Dabei sind die Rahmenbedingungen vorhanden: Deutschland verfügt über eine wettbewerbsfähige Industrielandschaft. Was technologisches Know-how und Innovationsfähigkeit anbelangt, brauchen sich deutsche Unternehmen nicht zu verstecken; dasselbe gilt für die seit Jahrzehnten erfolgreich praktizierte Kooperationsbereitschaft.
Was mitunter fehlt, sind eine klare Perspektive und Planungssicherheit bei strategisch und technologisch wichtigen Vorhaben. Solange die Bundeswehr nachhaltig modernisiert werden soll, während Rüstungsunternehmen im Rahmen einer von Deutschland politisch beförderten EU-Taxonomie als „schädlich“ eingestuft werden – auf einer Stufe mit Tabak, Glücksspiel und Pornografie – und somit um ihre wettbewerbsgerechte Finanzierung bangen müssen, ähneln die verteidigungspolitischen Ambitionen der Bundesregierung einer Quadratur des Kreises.

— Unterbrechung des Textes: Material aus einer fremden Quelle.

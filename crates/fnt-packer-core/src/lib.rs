//! Core library for packing glyph images into bitmap-font atlas pages.
//!
//! - Packer: MaxRects (BSSF/BLSF/BAF/BL/CP), largest-area-first batch insert
//! - Pipeline: each page tries every heuristic and keeps the densest; pages overflow until all glyphs are placed
//! - Output: RGBA pages handed to a `PageSink`, plus a `FontDescriptor` exported as BMFont XML or JSON
//!
//! Quick example:
//! ```ignore
//! use fnt_packer_core::prelude::*;
//! # fn main() -> fnt_packer_core::Result<()> {
//! let glyphs = vec![
//!     SourceGlyph::open("glyphs/_A.png".as_ref(), &GlyphIdStrategy::StripPrefix)?,
//!     SourceGlyph::open("glyphs/_B.png".as_ref(), &GlyphIdStrategy::StripPrefix)?,
//! ];
//! let cfg = PackerConfig::builder().with_page_size(256, 256).build();
//! let mut sink = PngPageSink::new("out/font")?;
//! let out = pack_glyphs(&glyphs, &cfg, &mut sink)?;
//! write_descriptor(&out.descriptor, "out/font".as_ref(), DescriptorFormat::Xml)?;
//! # Ok(()) }
//! ```

pub mod compositing;
pub mod config;
pub mod descriptor;
pub mod error;
pub mod export;
pub mod glyph_id;
pub mod model;
pub mod packer;
pub mod pipeline;
pub mod sink;
pub mod source;

pub use config::*;
pub use descriptor::*;
pub use error::*;
pub use export::*;
pub use glyph_id::*;
pub use model::*;
pub use pipeline::*;
pub use sink::*;
pub use source::*;

/// Convenience prelude for common types and functions.
/// Importing `fnt_packer_core::prelude::*` brings the primary APIs into scope.
pub mod prelude {
    pub use crate::config::{
        HeuristicSelection, MaxRectsHeuristic, PackerConfig, PackerConfigBuilder,
    };
    pub use crate::descriptor::{FontDescriptor, FontDescriptorBuilder, GlyphRecord, PageRef};
    pub use crate::export::{DescriptorFormat, to_fnt_xml, to_json, write_descriptor};
    pub use crate::glyph_id::{GlyphIdResolver, GlyphIdStrategy};
    pub use crate::model::{PackStats, PageLayout, Placement, PlacementRequest, Rect};
    pub use crate::packer::{Packer, maxrects::MaxRectsPacker};
    pub use crate::sink::{MemoryPageSink, PageSink, PngPageSink};
    pub use crate::source::SourceGlyph;
    pub use crate::{OutputPage, PackOutput, pack_glyphs, pack_layout};
}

Dabei verfügen wir mit FCAS über ein Programm, das, im europäischen Kontext angesiedelt, auch national geeignet ist, als Katalysator für eine starke und zielführende Industriepolitik zu fungieren.
Denn anders als medial häufig dargestellt, ist die Realisierung eines FCAS kein reines Zukunftsprojekt, sondern im Hier und Heute angesiedelt; darauf ausgerichtet, im Rahmen einer umfassenden und kohärenten nationalen Flottenstrategie die Vernetzung einzelner Komponenten und damit die Fähigkeit zum kollaborativen Luftkampf sicherzustellen. Dafür bedarf es konkreter Schritte, allen voran der zeitnahen vertraglichen Fixierung der fünften Tranche Eurofighter und der zügigen Entwicklung eines „Loyal Wingman“, Stichwort Manned-Unmanned-Teaming, um den technologischen Anschluss international nicht zu verlieren – und in einigen Jahren erneut in die Situation zu kommen, in Ermangelung eigener Systeme auf amerikanische Kauflösungen zurückgreifen zu müssen. Das wäre das exakte Gegenteil einer avisierten europäischen Souveränität.
Dazu kommt, dass in der Beschaffung befindliche US- Systeme und allen voran die F-35 eng in eine industriepolitische Planung eingebunden werden müssen, was gegenüber den amerikanischen Partnern politisch mit großer Klarheit vertreten werden muss. Das heißt auch, dass deutsche Unternehmen die Verantwortung für die Wartung der F-35 übernehmen und obendrein deren Vernetzung mit dem Eurofighter – nicht zuletzt auch im Rahmen eines FCAS – am Standort Deutschland entwickelt und implementiert werden muss.
Eine klare und selbstbewusste nationale Industriepolitik in der Verteidigung ist kein Makel. Im Gegenteil, sie wird von unseren europäischen und transatlantischen Partnern seit jeher erfolgreich praktiziert. Wichtig ist, dass sie im Einklang mit gemeinsamen europäischen Zielsetzungen und Erfordernissen erfolgt, wofür Programme wie FCAS oder Eurodrohne den Rahmen liefern. Dass das kein Selbstläufer ist, ist klar: Aktuell beobachten wir in Europa infolge von Pandemie und Ukraine-Krieg eher wieder einen Trend zur Renationalisierung; auch der deutsch-französische Motor läuft alles andere als reibungslos.
Daher braucht es eine umfassende europäische Kooperationskultur mit klaren nationalen Akzentsetzungen: eine strategisch ausgerichtete nationale Industrie- und Technologiepolitik für die europäische Verteidigungsindustrie, die Resilienz ermöglicht und dem Industriestandort Deutschland insgesamt zugutekommt.